Showing posts with label Hillary. Show all posts
Showing posts with label Hillary. Show all posts

Tuesday, July 24, 2018

Deepening Divide



He has become the symbol of a divided America. Donald Trump has saturated news for almost three years, but few in media ever expected him to win. They were shocked when he did, and coverage has been overwhelmingly negative ever since. In spite of that, his favorability ratings remain steady and even rise. Half of America supports him; half hates his guts. Our country is divided, and the split is widening.


Half of America believes Russians interfered with our election to stop Hillary and help Trump win. Though no evidence has emerged after two years of investigation by the FBI and the Justice Department, they insist it will eventually. The other half believes the FBI and the DOJ have themselves interfered with the election to help Hillary Clinton and stop Trump — and are still trying to bring Trump down with a phony investigation. Evidence for that continues to grow.

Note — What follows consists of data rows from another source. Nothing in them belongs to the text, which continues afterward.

use std::path::PathBuf;

use clap::{Parser, Subcommand};
use serde_json::Value;

use quoter::config::{load_config, ConfigError};

#[derive(Parser)]
#[command(name = "quoter-cli")]
#[command(about = "Management CLI for the financing quote service", long_about = None)]
struct Cli {
    #[arg(short, long, default_value = "http://localhost:8080")]
    url: String,

    #[command(subcommand)]
    command: Commands,
}

#[derive(Subcommand)]
enum Commands {
    /// Request a quote
    Quote {
        #[arg(long)]
        vehicle_type: String,
        #[arg(long)]
        vehicle_subtype: Option<String>,
        #[arg(long)]
        brand: String,
        #[arg(long)]
        year: String,
        #[arg(long)]
        price: String,
        #[arg(long)]
        downpayment: String,
        #[arg(long, default_value = "yes")]
        vat_included: String,
    },
    /// List brands eligible for financing
    Brands,
    /// Show when the calculator was last updated
    UpdateDate,
    /// Validate a configuration file without starting the service
    CheckConfig { path: PathBuf },
}

#[tokio::main]
async fn main() -> Result<(), Box<dyn std::error::Error>> {
    let cli = Cli::parse();
    let client = reqwest::Client::new();

    match cli.command {
        Commands::Quote {
            vehicle_type,
            vehicle_subtype,
            brand,
            year,
            price,
            downpayment,
            vat_included,
        } => {
            let mut query = vec![
                ("vehicle_type", vehicle_type),
                ("brand", brand),
                ("year", year),
                ("price", price),
                ("downpayment", downpayment),
                ("VAT_included", vat_included),
            ];
            if let Some(subtype) = vehicle_subtype {
                query.push(("vehicle_subtype", subtype));
            }
            let res = client
                .get(format!("{}/quote", cli.url))
                .query(&query)
                .send()
                .await?;
            print_response(res).await?;
        }
        Commands::Brands => {
            let res = client.get(format!("{}/brands", cli.url)).send().await?;
            print_response(res).await?;
        }
        Commands::UpdateDate => {
            let res = client
                .get(format!("{}/calc_update_date", cli.url))
                .send()
                .await?;
            println!("{}", res.text().await?);
        }
        Commands::CheckConfig { path } => match load_config(&path) {
            Ok(config) => println!(
                "{}: OK (rules revision {})",
                path.display(),
                config.rules.revision
            ),
            Err(ConfigError::Validation(issues)) => {
                eprintln!("{}: {} issue(s)", path.display(), issues.len());
                for issue in issues {
                    eprintln!("  {}", issue);
                }
                std::process::exit(1);
            }
            Err(e) => {
                eprintln!("{}: {}", path.display(), e);
                std::process::exit(1);
            }
        },
    }

    Ok(())
}

async fn print_response(res: reqwest::Response) -> Result<(), Box<dyn std::error::Error>> {
    let status = res.status();
    let json: Value = res.json().await?;
    if !status.is_success() {
        eprintln!("Error: service returned status {}", status);
    }
    println!("{}", serde_json::to_string_pretty(&json)?);
    Ok(())
}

In the interest of full disclosure let me state that I voted for Trump, and if present trends continue I probably will again.


Never before was I reluctant to discuss politics with anyone, anywhere, but lately I’ve become reticent in certain circles. Conversation gets emotional when his name comes up and rational discourse becomes difficult. Many in western Maine and eastern New Hampshire know me as a conservative columnist, but not many in the Portland area know that. Down there I’m a closeted conservative.


My closet door stays shut but I keep a peephole open. Sometimes I feel like anthropologist Jane Goodall observing the behavior of a related species from behind a screen. There are very few Trump stickers in South Portland where I spend a few days per week, and no “Make America Great Again” hats. Bernie stickers, Hillary stickers, and Obama stickers are everywhere. Also proliferating are rainbow flags as well as “=” signs of the Human Rights Campaign — the nation’s biggest homosexual lobbying group.


Every two months, a writers’ group would meet at the Salt Water Grille down the street from our house. At the first meeting after the election, the discussion was exclusively about President-elect Donald Trump — none of it positive. I was quiet until faces turned to me and I said, “ I voted for Trump.” Immediately, the guy sitting next to me said, “You’re an a**hole!”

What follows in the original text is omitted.